The company reported monthly rental turnover prices rose by 10.2 per cent, or approximately $142, in the three months that ended Mar. 31, driven mostly by strong demand in B.C., Ontario and Nova Scotia.

“When you're seeing these rising quarterly rents, it's because we've been through some very difficult times,” CAPREIT Chief Executive Officer Mark Kenney said in an interview on Tuesday. “While Canadian home prices were surging during the pandemic, rental rates were falling quite severely.”

Since then, the rental market has seen a recovery and the company’s rental occupancies ticked higher to 98 per cent from 97.3 per cent in the quarter.

“We did, I think, quite a good job during the pandemic of maintaining robust occupancy at our deepest, most dark time of competition.

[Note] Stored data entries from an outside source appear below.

//! Call identity and lifecycle

use serde::{Deserialize, Serialize};

/// Caller identifier used when the carrier does not supply one
pub const UNKNOWN_CALLER: &str = "unknown";

/// Identity of one carrier call, fixed at stream start
#[derive(Debug, Clone, PartialEq, Eq, Serialize, Deserialize)]
pub struct CallInfo {
    /// Carrier call identifier (outcome key)
    pub call_id: String,
    /// Media stream identifier, echoed on outbound frames
    pub stream_id: String,
    /// Caller phone number or `UNKNOWN_CALLER`
    pub caller: String,
}

impl CallInfo {
    pub fn new(
        call_id: impl Into<String>,
        stream_id: impl Into<String>,
        caller: Option<String>,
    ) -> Self {
        let caller = caller
            .map(|c| c.trim().to_string())
            .filter(|c| !c.is_empty())
            .unwrap_or_else(|| UNKNOWN_CALLER.to_string());
        Self {
            call_id: call_id.into(),
            stream_id: stream_id.into(),
            caller,
        }
    }

    pub fn caller_known(&self) -> bool {
        self.caller != UNKNOWN_CALLER
    }
}

/// Lifecycle flag of a call session
#[derive(Debug, Clone, Copy, PartialEq, Eq, Serialize, Deserialize, Default)]
#[serde(rename_all = "snake_case")]
pub enum CallLifecycle {
    #[default]
    Active,
    Transferred,
    Confirmed,
    Ended,
}

impl CallLifecycle {
    pub fn is_active(&self) -> bool {
        matches!(self, CallLifecycle::Active)
    }
}

/// Terminal disposition written to the outcome sink
#[derive(Debug, Clone, Copy, PartialEq, Eq, Serialize, Deserialize)]
#[serde(rename_all = "snake_case")]
pub enum Disposition {
    Confirmed,
    Transferred,
    EndedUnconfirmed,
    SocketClosed,
}

impl Disposition {
    pub fn as_str(&self) -> &'static str {
        match self {
            Disposition::Confirmed => "confirmed",
            Disposition::Transferred => "transferred",
            Disposition::EndedUnconfirmed => "ended_unconfirmed",
            Disposition::SocketClosed => "socket_closed",
        }
    }
}

impl std::fmt::Display for Disposition {
    fn fmt(&self, f: &mut std::fmt::Formatter<'_>) -> std::fmt::Result {
        f.write_str(self.as_str())
    }
}
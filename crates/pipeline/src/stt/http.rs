//! Chunked HTTP transcription
//!
//! Each call gets a background task that buffers inbound frames and posts a
//! recognition request whenever `chunk_bytes` have accumulated. The tail is
//! flushed as a final chunk when the audio sender is dropped.

use async_trait::async_trait;
use base64::{engine::general_purpose::STANDARD, Engine as _};
use serde::{Deserialize, Serialize};
use std::sync::Arc;
use tokio::sync::mpsc;
use tokio_stream::wrappers::ReceiverStream;

use voice_intake_config::TranscriptionConfig;
use voice_intake_core::{
    Result as CoreResult, TranscriptEvent, TranscriptionProvider, TranscriptionStream,
};

use crate::{check_status, http_client, PipelineError};

const PROVIDER: &str = "transcription";

/// Inbound frame queue depth (20ms frames)
const AUDIO_QUEUE_FRAMES: usize = 512;
const EVENT_QUEUE: usize = 64;

/// Accumulates audio until a chunk is full
#[derive(Debug)]
pub struct ChunkBuffer {
    chunk_bytes: usize,
    buffer: Vec<u8>,
}

impl ChunkBuffer {
    pub fn new(chunk_bytes: usize) -> Self {
        Self {
            chunk_bytes: chunk_bytes.max(1),
            buffer: Vec::with_capacity(chunk_bytes),
        }
    }

    /// Append a frame; returns a full chunk when one is ready
    pub fn push(&mut self, frame: &[u8]) -> Option<Vec<u8>> {
        self.buffer.extend_from_slice(frame);
        if self.buffer.len() >= self.chunk_bytes {
            Some(std::mem::take(&mut self.buffer))
        } else {
            None
        }
    }

    /// Whatever is left
    pub fn flush(&mut self) -> Option<Vec<u8>> {
        if self.buffer.is_empty() {
            None
        } else {
            Some(std::mem::take(&mut self.buffer))
        }
    }

    pub fn len(&self) -> usize {
        self.buffer.len()
    }

    pub fn is_empty(&self) -> bool {
        self.buffer.is_empty()
    }
}

#[derive(Debug, Serialize)]
struct RecognitionRequest<'a> {
    session: &'a str,
    audio: String,
    encoding: &'static str,
    language: &'a str,
    /// Last chunk of the call's audio
    #[serde(rename = "final")]
    last: bool,
}

#[derive(Debug, Deserialize)]
struct RecognitionResponse {
    #[serde(default)]
    results: Vec<RecognitionResult>,
}

#[derive(Debug, Deserialize)]
struct RecognitionResult {
    transcript: String,
    #[serde(default)]
    is_final: bool,
}

impl RecognitionResponse {
    fn into_events(self) -> Vec<TranscriptEvent> {
        self.results
            .into_iter()
            .filter(|r| !r.transcript.trim().is_empty())
            .map(|r| TranscriptEvent::new(r.transcript.trim(), r.is_final))
            .collect()
    }
}

struct Inner {
    config: TranscriptionConfig,
    client: reqwest::Client,
}

impl Inner {
    async fn recognize(
        &self,
        call_id: &str,
        chunk: &[u8],
        last: bool,
    ) -> Result<Vec<TranscriptEvent>, PipelineError> {
        let body = RecognitionRequest {
            session: call_id,
            audio: STANDARD.encode(chunk),
            encoding: self.config.encoding.as_str(),
            language: &self.config.language,
            last,
        };

        let mut request = self.client.post(&self.config.url).json(&body);
        if let Some(key) = &self.config.api_key {
            request = request.bearer_auth(key);
        }

        let response = check_status(request.send().await?).await?;
        let parsed: RecognitionResponse = response
            .json()
            .await
            .map_err(|e| PipelineError::InvalidResponse(e.to_string()))?;
        Ok(parsed.into_events())
    }

    /// Returns false once the event receiver is gone
    async fn forward(
        &self,
        call_id: &str,
        chunk: Vec<u8>,
        last: bool,
        events: &mpsc::Sender<CoreResult<TranscriptEvent>>,
    ) -> bool {
        match self.recognize(call_id, &chunk, last).await {
            Ok(batch) => {
                for event in batch {
                    if events.send(Ok(event)).await.is_err() {
                        return false;
                    }
                }
                true
            }
            Err(e) => {
                tracing::warn!(call_id = %call_id, error = %e, "Recognition request failed");
                events.send(Err(e.into_core(PROVIDER))).await.is_ok()
            }
        }
    }

    async fn run(
        self: Arc<Self>,
        call_id: String,
        mut audio: mpsc::Receiver<Vec<u8>>,
        events: mpsc::Sender<CoreResult<TranscriptEvent>>,
    ) {
        let mut buffer = ChunkBuffer::new(self.config.chunk_bytes);

        while let Some(frame) = audio.recv().await {
            if let Some(chunk) = buffer.push(&frame) {
                if !self.forward(&call_id, chunk, false, &events).await {
                    return;
                }
            }
        }

        if let Some(chunk) = buffer.flush() {
            self.forward(&call_id, chunk, true, &events).await;
        }
        tracing::debug!(call_id = %call_id, "Transcription task finished");
    }
}

/// Transcription provider posting chunked audio to an HTTP recognizer
pub struct HttpTranscriber {
    inner: Arc<Inner>,
}

impl HttpTranscriber {
    pub fn new(config: TranscriptionConfig) -> Result<Self, PipelineError> {
        let client = http_client(config.timeout_ms)?;
        tracing::info!(
            url = %config.url,
            language = %config.language,
            chunk_bytes = config.chunk_bytes,
            "HTTP transcriber configured"
        );
        Ok(Self {
            inner: Arc::new(Inner { config, client }),
        })
    }
}

#[async_trait]
impl TranscriptionProvider for HttpTranscriber {
    async fn open(&self, call_id: &str) -> CoreResult<TranscriptionStream> {
        let (audio_tx, audio_rx) = mpsc::channel(AUDIO_QUEUE_FRAMES);
        let (events_tx, events_rx) = mpsc::channel(EVENT_QUEUE);

        tokio::spawn(
            self.inner
                .clone()
                .run(call_id.to_string(), audio_rx, events_tx),
        );

        Ok(TranscriptionStream {
            audio: audio_tx,
            events: Box::pin(ReceiverStream::new(events_rx)),
        })
    }

    fn model_name(&self) -> &str {
        &self.inner.config.language
    }
}

#[cfg(test)]
mod tests {
    use super::*;
    use futures::StreamExt;

    #[test]
    fn test_chunk_buffer() {
        let mut buffer = ChunkBuffer::new(400);
        assert!(buffer.push(&[0u8; 160]).is_none());
        assert!(buffer.push(&[0u8; 160]).is_none());
        let chunk = buffer.push(&[0u8; 160]).unwrap();
        assert_eq!(chunk.len(), 480);
        assert!(buffer.is_empty());

        buffer.push(&[1u8; 100]);
        assert_eq!(buffer.flush().map(|c| c.len()), Some(100));
        assert!(buffer.flush().is_none());
    }

    #[test]
    fn test_response_to_events() {
        let response: RecognitionResponse = serde_json::from_str(
            r#"{"results":[
                {"transcript":"my brakes","is_final":false},
                {"transcript":"  "},
                {"transcript":" my brakes are grinding ","is_final":true}
            ]}"#,
        )
        .unwrap();

        let events = response.into_events();
        assert_eq!(events.len(), 2);
        assert!(!events[0].is_final);
        assert_eq!(events[1].text, "my brakes are grinding");
        assert!(events[1].is_final);
    }

    #[test]
    fn test_empty_response() {
        let response: RecognitionResponse = serde_json::from_str("{}").unwrap();
        assert!(response.into_events().is_empty());
    }

    #[tokio::test]
    async fn test_unreachable_provider_surfaces_error() {
        let transcriber = HttpTranscriber::new(TranscriptionConfig {
            url: "http://127.0.0.1:9/transcribe".to_string(),
            timeout_ms: 500,
            chunk_bytes: 320,
            ..Default::default()
        })
        .unwrap();

        let mut stream = transcriber.open("CA1").await.unwrap();
        stream.audio.send(vec![0xff; 320]).await.unwrap();

        let first = stream.events.next().await.unwrap();
        assert!(first.unwrap_err().is_transient());
    }
}
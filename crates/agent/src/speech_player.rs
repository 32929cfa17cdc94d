//! Speech player with barge-in
//!
//! `speak` synthesizes a line (timeout + bounded retries), streams the audio
//! to the carrier in 20ms frames and opens a speaking window sized from the
//! text length. The window is a deadline, not a flag: it simply expires, and
//! [`SpeechPlayer::barge_in`] truncates it after clearing carrier playback.

use std::sync::Arc;
use std::time::Duration;
use tokio::time::{sleep, timeout, Instant};

use voice_intake_config::{DialogueConfig, SpeechConfig};
use voice_intake_core::{AudioEgress, Error, Result, SpeechSynthesizer, SynthesizedAudio};

use crate::metrics;

/// How a `speak` call ended
#[derive(Debug, Clone, Copy, PartialEq, Eq)]
pub enum SpeechOutcome {
    /// Line synthesized and sent
    Played,
    /// Line failed; the apology was played instead
    Degraded,
    /// Nothing could be played; the window was released quickly
    Failed,
}

/// Speaking-window and retry settings
#[derive(Debug, Clone)]
pub struct SpeechPlayerConfig {
    pub dialogue: DialogueConfig,
    pub speech: SpeechConfig,
    /// Spoken when every synthesis attempt for a line fails
    pub apology: String,
}

pub struct SpeechPlayer {
    call_id: String,
    synthesizer: Arc<dyn SpeechSynthesizer>,
    egress: Arc<dyn AudioEgress>,
    config: SpeechPlayerConfig,
    speaking_until: Option<Instant>,
}

impl SpeechPlayer {
    pub fn new(
        call_id: impl Into<String>,
        synthesizer: Arc<dyn SpeechSynthesizer>,
        egress: Arc<dyn AudioEgress>,
        config: SpeechPlayerConfig,
    ) -> Self {
        Self {
            call_id: call_id.into(),
            synthesizer,
            egress,
            config,
            speaking_until: None,
        }
    }

    /// End of the current (or most recent) speaking window
    pub fn speaking_until(&self) -> Option<Instant> {
        self.speaking_until
    }

    pub fn is_speaking(&self, now: Instant) -> bool {
        self.speaking_until.is_some_and(|until| now < until)
    }

    /// Estimated time to speak `text`
    pub fn estimate(&self, text: &str) -> Duration {
        self.config.dialogue.estimate_speech(text)
    }

    /// Speak one line. Never fails: synthesis errors degrade to the apology
    /// line, and if that fails too the speaking window is released quickly.
    pub async fn speak(&mut self, text: &str) -> SpeechOutcome {
        let synthesized = self.synthesize_with_retry(text).await;
        match synthesized {
            Ok(audio) => match self.play(&audio, text).await {
                Ok(()) => SpeechOutcome::Played,
                Err(e) => {
                    tracing::warn!(call_id = %self.call_id, error = %e, "Outbound audio failed");
                    self.release_quickly();
                    SpeechOutcome::Failed
                }
            },
            Err(e) => {
                tracing::warn!(
                    call_id = %self.call_id,
                    error = %e,
                    provider = self.synthesizer.model_name(),
                    "Synthesis failed after retries, trying apology"
                );
                self.speak_apology().await
            }
        }
    }

    /// Caller spoke over us: clear queued playback and close the window.
    /// Returns whether playback was actually interrupted.
    pub async fn barge_in(&mut self, now: Instant) -> Result<bool> {
        if !self.is_speaking(now) {
            return Ok(false);
        }

        metrics::record_barge_in();
        tracing::debug!(call_id = %self.call_id, "Barge-in, clearing playback");
        self.speaking_until = Some(now);
        self.egress.clear_playback(&self.call_id).await?;
        Ok(true)
    }

    async fn speak_apology(&mut self) -> SpeechOutcome {
        let apology = self.config.apology.clone();
        let attempt =
            timeout(self.config.speech.timeout(), self.synthesizer.synthesize(&apology)).await;

        let played = match attempt {
            Ok(Ok(audio)) if !audio.is_empty() => self.play(&audio, &apology).await.is_ok(),
            _ => false,
        };

        metrics::record_speech_failure(played);
        if played {
            SpeechOutcome::Degraded
        } else {
            tracing::error!(call_id = %self.call_id, "Apology synthesis failed, releasing turn");
            self.release_quickly();
            SpeechOutcome::Failed
        }
    }

    async fn synthesize_with_retry(&self, text: &str) -> Result<SynthesizedAudio> {
        let speech = &self.config.speech;
        let mut last_error = Error::Timeout("synthesis");

        for attempt in 0..=speech.max_retries {
            if attempt > 0 {
                sleep(speech.backoff(attempt)).await;
            }

            let started = Instant::now();
            match timeout(speech.timeout(), self.synthesizer.synthesize(text)).await {
                Ok(Ok(audio)) if !audio.is_empty() => {
                    metrics::record_synthesis_latency(started.elapsed().as_secs_f64());
                    return Ok(audio);
                }
                Ok(Ok(_)) => {
                    last_error = Error::provider("synthesis", "empty audio");
                }
                Ok(Err(e)) if e.is_transient() => {
                    last_error = e;
                }
                Ok(Err(e)) => return Err(e),
                Err(_) => {
                    last_error = Error::Timeout("synthesis");
                }
            }

            tracing::debug!(
                call_id = %self.call_id,
                attempt = attempt + 1,
                error = %last_error,
                "Synthesis attempt failed"
            );
        }

        Err(last_error)
    }

    async fn play(&mut self, audio: &SynthesizedAudio, text: &str) -> Result<()> {
        let started = Instant::now();
        self.speaking_until = Some(started + self.estimate(text));

        for frame in audio.frames() {
            self.egress.send_audio(&self.call_id, frame).await?;
        }
        Ok(())
    }

    fn release_quickly(&mut self) {
        let release = Duration::from_millis(self.config.speech.failure_release_ms);
        self.speaking_until = Some(Instant::now() + release);
    }
}

impl std::fmt::Debug for SpeechPlayer {
    fn fmt(&self, f: &mut std::fmt::Formatter<'_>) -> std::fmt::Result {
        f.debug_struct("SpeechPlayer")
            .field("call_id", &self.call_id)
            .field("speaking_until", &self.speaking_until)
            .finish()
    }
}

#[cfg(test)]
mod tests {
    use super::*;
    use async_trait::async_trait;
    use parking_lot::Mutex;
    use std::sync::atomic::{AtomicU32, Ordering};
    use voice_intake_core::AudioEncoding;

    struct FlakySynth {
        failures_before_success: u32,
        calls: AtomicU32,
        fail_apology: bool,
    }

    #[async_trait]
    impl SpeechSynthesizer for FlakySynth {
        async fn synthesize(&self, text: &str) -> Result<SynthesizedAudio> {
            let n = self.calls.fetch_add(1, Ordering::SeqCst);
            if text.starts_with("Sorry") {
                if self.fail_apology {
                    return Err(Error::provider("test", "down"));
                }
                return Ok(SynthesizedAudio::new(vec![1; 320], AudioEncoding::Mulaw8k));
            }
            if n < self.failures_before_success {
                Err(Error::provider("test", "503"))
            } else {
                Ok(SynthesizedAudio::new(vec![0; 400], AudioEncoding::Mulaw8k))
            }
        }

        fn model_name(&self) -> &str {
            "flaky"
        }
    }

    #[derive(Default)]
    struct RecordingEgress {
        log: Mutex<Vec<String>>,
    }

    #[async_trait]
    impl AudioEgress for RecordingEgress {
        async fn send_audio(&self, _call_id: &str, frame: &[u8]) -> Result<()> {
            self.log.lock().push(format!("frame:{}", frame.len()));
            Ok(())
        }

        async fn clear_playback(&self, _call_id: &str) -> Result<()> {
            self.log.lock().push("clear".to_string());
            Ok(())
        }
    }

    fn player(synth: FlakySynth, egress: Arc<RecordingEgress>) -> SpeechPlayer {
        SpeechPlayer::new(
            "call-1",
            Arc::new(synth),
            egress,
            SpeechPlayerConfig {
                dialogue: DialogueConfig::default(),
                speech: SpeechConfig::default(),
                apology: "Sorry, call the shop directly.".to_string(),
            },
        )
    }

    fn synth(failures: u32, fail_apology: bool) -> FlakySynth {
        FlakySynth {
            failures_before_success: failures,
            calls: AtomicU32::new(0),
            fail_apology,
        }
    }

    #[tokio::test(start_paused = true)]
    async fn test_speak_sends_frames_and_opens_window() {
        let egress = Arc::new(RecordingEgress::default());
        let mut player = player(synth(0, false), egress.clone());

        let outcome = player.speak("What's your zip code?").await;
        assert_eq!(outcome, SpeechOutcome::Played);
        assert_eq!(*egress.log.lock(), vec!["frame:160", "frame:160", "frame:80"]);

        let now = Instant::now();
        assert!(player.is_speaking(now));
        assert_eq!(player.speaking_until(), Some(now + Duration::from_millis(1365)));
    }

    #[tokio::test(start_paused = true)]
    async fn test_retries_then_plays() {
        let egress = Arc::new(RecordingEgress::default());
        let mut player = player(synth(2, false), egress.clone());
        assert_eq!(player.speak("What's your name?").await, SpeechOutcome::Played);
    }

    #[tokio::test(start_paused = true)]
    async fn test_degrades_to_apology() {
        let egress = Arc::new(RecordingEgress::default());
        let mut player = player(synth(10, false), egress.clone());
        assert_eq!(player.speak("What's your name?").await, SpeechOutcome::Degraded);
        assert_eq!(*egress.log.lock(), vec!["frame:160", "frame:160"]);
    }

    #[tokio::test(start_paused = true)]
    async fn test_total_failure_releases_quickly() {
        let egress = Arc::new(RecordingEgress::default());
        let mut player = player(synth(10, true), egress.clone());
        assert_eq!(player.speak("What's your name?").await, SpeechOutcome::Failed);

        let release = Duration::from_millis(SpeechConfig::default().failure_release_ms);
        assert_eq!(player.speaking_until(), Some(Instant::now() + release));
        assert!(egress.log.lock().is_empty());
    }

    #[tokio::test(start_paused = true)]
    async fn test_barge_in_clears_only_while_speaking() {
        let egress = Arc::new(RecordingEgress::default());
        let mut player = player(synth(0, false), egress.clone());
        player.speak("Is the car safe to drive right now?").await;

        let now = Instant::now();
        assert!(player.barge_in(now).await.unwrap());
        assert!(!player.is_speaking(now));
        assert_eq!(egress.log.lock().last().map(String::as_str), Some("clear"));

        // Window already closed
        assert!(!player.barge_in(now).await.unwrap());
    }
}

We hit close to four per cent vacancy but things have been strong,” Kenney said.

Despite a recent cooling in the housing market, surging home prices have become out of reach for many homebuyers, which has led to high demand for rental units, the company said in a press release on Monday.

CAPREIT operates around 67,000 units in Canada and Europe, Kenney said, including manufactured home sites, which are land lease communities where residents can own a home and lease the land they live on.

Manufactured home sites are a potential solution for improving housing affordability, Kenney said.

While the company brought in higher rental income, total operating expenses surged by almost 16 per cent year-over-year, mainly due to higher hydro-related costs.

“Higher utilities were driven mostly by natural gas price increases. Other operating expenses were impacted by higher boiler and weather-related maintenance costs as well as snow removal costs” Jimmy Shan, an analyst at RBC Dominion Securities, wrote in a Monday note to clients.

On Tuesday, Shan maintained his outperform rating (the equivalent of a buy) on CAPREIT’s stock but reduced his 12-month price target to $66 from $69 per unit.